*TASK INSTRUCTIONS*: From the listing that follows, report the number of lines with the word "None" in them, and no other output.

*DATA*:
☆ ☆ ☆ ☆ ☆ ☆ ☆

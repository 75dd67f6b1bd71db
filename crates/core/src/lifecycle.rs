//! Violation lifecycle state machine.
//!
//! Every status change goes through [`request_transition`], which checks the
//! requested event against a single declarative table ([`TRANSITIONS`]) and
//! the acting identity, then returns the resulting record together with a
//! [`ViolationPatch`] describing exactly which fields change.
//!
//! The function performs no I/O and never reads the wall clock; `now` is an
//! argument. Persisting the patch is the caller's job, and the patch carries
//! the revision it was computed against so the write can be rejected if the
//! record moved in the meantime.
//!
//! ```text
//! pending --acknowledge--> acknowledged --submit--> corrected --verify--> verified
//!                                                     |    ^
//!                                               reject|    |submit
//!                                                     v    |
//!                                                   correcting
//! ```

use std::fmt;

use chrono::{DateTime, Utc};
use compliance_common::AppError;
use serde::{Deserialize, Serialize};
use thiserror::Error;

use crate::model::{Actor, Role, Violation, ViolationStatus};

/// Something an actor asks to happen to a violation.
#[derive(Debug, Clone, Copy, PartialEq, Eq, Hash, Serialize, Deserialize)]
#[serde(rename_all = "camelCase")]
pub enum TransitionEvent {
    /// Student confirms they have seen the violation.
    Acknowledge,
    /// Student uploads proof that the issue was fixed.
    SubmitCorrection,
    /// Admin accepts the submitted proof.
    Verify,
    /// Admin sends the proof back with a reason.
    Reject,
}

impl TransitionEvent {
    /// Every event.
    pub const ALL: [Self; 4] = [
        Self::Acknowledge,
        Self::SubmitCorrection,
        Self::Verify,
        Self::Reject,
    ];

    /// Wire name of the event.
    #[must_use]
    pub const fn as_str(self) -> &'static str {
        match self {
            Self::Acknowledge => "acknowledge",
            Self::SubmitCorrection => "submitCorrection",
            Self::Verify => "verify",
            Self::Reject => "reject",
        }
    }

    /// Who may request this event, regardless of the record's state.
    #[must_use]
    pub const fn actor_constraint(self) -> ActorConstraint {
        match self {
            Self::Acknowledge | Self::SubmitCorrection => ActorConstraint::RecordOwner,
            Self::Verify | Self::Reject => ActorConstraint::Admin,
        }
    }
}

impl fmt::Display for TransitionEvent {
    fn fmt(&self, f: &mut fmt::Formatter<'_>) -> fmt::Result {
        f.write_str(self.as_str())
    }
}

/// Identity requirement attached to an event.
#[derive(Debug, Clone, Copy, PartialEq, Eq)]
pub enum ActorConstraint {
    /// A student whose `student_id` matches the record.
    RecordOwner,
    /// Any admin.
    Admin,
}

impl ActorConstraint {
    /// Whether `actor` satisfies this constraint for `record`.
    #[must_use]
    pub fn admits(self, actor: &Actor, record: &Violation) -> bool {
        match self {
            Self::RecordOwner => actor.owns(record),
            Self::Admin => actor.role == Role::Admin,
        }
    }
}

/// One edge of the state machine.
#[derive(Debug, Clone, Copy, PartialEq, Eq)]
pub struct TransitionRule {
    pub from: ViolationStatus,
    pub event: TransitionEvent,
    pub to: ViolationStatus,
}

/// The complete set of permitted transitions. Anything absent is invalid.
pub const TRANSITIONS: [TransitionRule; 5] = [
    TransitionRule {
        from: ViolationStatus::Pending,
        event: TransitionEvent::Acknowledge,
        to: ViolationStatus::Acknowledged,
    },
    TransitionRule {
        from: ViolationStatus::Acknowledged,
        event: TransitionEvent::SubmitCorrection,
        to: ViolationStatus::Corrected,
    },
    TransitionRule {
        from: ViolationStatus::Correcting,
        event: TransitionEvent::SubmitCorrection,
        to: ViolationStatus::Corrected,
    },
    TransitionRule {
        from: ViolationStatus::Corrected,
        event: TransitionEvent::Verify,
        to: ViolationStatus::Verified,
    },
    TransitionRule {
        from: ViolationStatus::Corrected,
        event: TransitionEvent::Reject,
        to: ViolationStatus::Correcting,
    },
];

/// Look up the edge for `event` leaving `from`.
#[must_use]
pub fn rule_for(from: ViolationStatus, event: TransitionEvent) -> Option<&'static TransitionRule> {
    TRANSITIONS
        .iter()
        .find(|rule| rule.from == from && rule.event == event)
}

/// Events that have an edge leaving `status`.
pub fn allowed_events(status: ViolationStatus) -> impl Iterator<Item = TransitionEvent> {
    TRANSITIONS
        .iter()
        .filter(move |rule| rule.from == status)
        .map(|rule| rule.event)
}

/// Data some events need in addition to the actor.
#[derive(Debug, Clone, Default, PartialEq, Eq)]
pub struct TransitionPayload {
    /// Retrieval URL of the uploaded correction proof.
    pub correction_url: Option<String>,
    /// Why the admin sent the correction back.
    pub rejection_reason: Option<String>,
}

impl TransitionPayload {
    /// Payload carrying a correction file reference.
    #[must_use]
    pub fn correction(url: impl Into<String>) -> Self {
        Self {
            correction_url: Some(url.into()),
            rejection_reason: None,
        }
    }

    /// Payload carrying a rejection reason.
    #[must_use]
    pub fn rejection(reason: impl Into<String>) -> Self {
        Self {
            correction_url: None,
            rejection_reason: Some(reason.into()),
        }
    }
}

/// How a nullable field changes.
#[derive(Debug, Clone, PartialEq, Eq)]
pub enum FieldUpdate<T> {
    Keep,
    Set(T),
    Clear,
}

impl<T> Default for FieldUpdate<T> {
    fn default() -> Self {
        Self::Keep
    }
}

impl<T: Clone> FieldUpdate<T> {
    /// Apply this update to `field`.
    pub fn apply(&self, field: &mut Option<T>) {
        match self {
            Self::Keep => {}
            Self::Set(value) => *field = Some(value.clone()),
            Self::Clear => *field = None,
        }
    }
}

/// Field changes produced by one transition.
///
/// Timestamp fields are only ever set, never cleared, so they are plain
/// options where `None` means "leave as is".
#[derive(Debug, Clone, PartialEq, Eq)]
pub struct ViolationPatch {
    pub id: String,
    /// Revision of the snapshot the patch was computed from.
    pub expected_revision: i64,
    pub event: TransitionEvent,
    pub status: ViolationStatus,
    pub acknowledged_at: Option<DateTime<Utc>>,
    pub corrected_at: Option<DateTime<Utc>>,
    pub verified_at: Option<DateTime<Utc>>,
    pub verified_by: Option<String>,
    pub correction_url: FieldUpdate<String>,
    pub rejection_reason: FieldUpdate<String>,
}
//! API endpoints.

mod auth;
mod meta;
mod violations;

use axum::Router;

use crate::middleware::AppState;

/// Create the API router.
pub fn router() -> Router<AppState> {
    Router::new()
        .nest("/auth", auth::router())
        .nest("/meta", meta::router())
        .nest("/violations", violations::router())
}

☆ ☆ ☆ ☆ ☆ ☆ ☆

*OUTPUT*: 4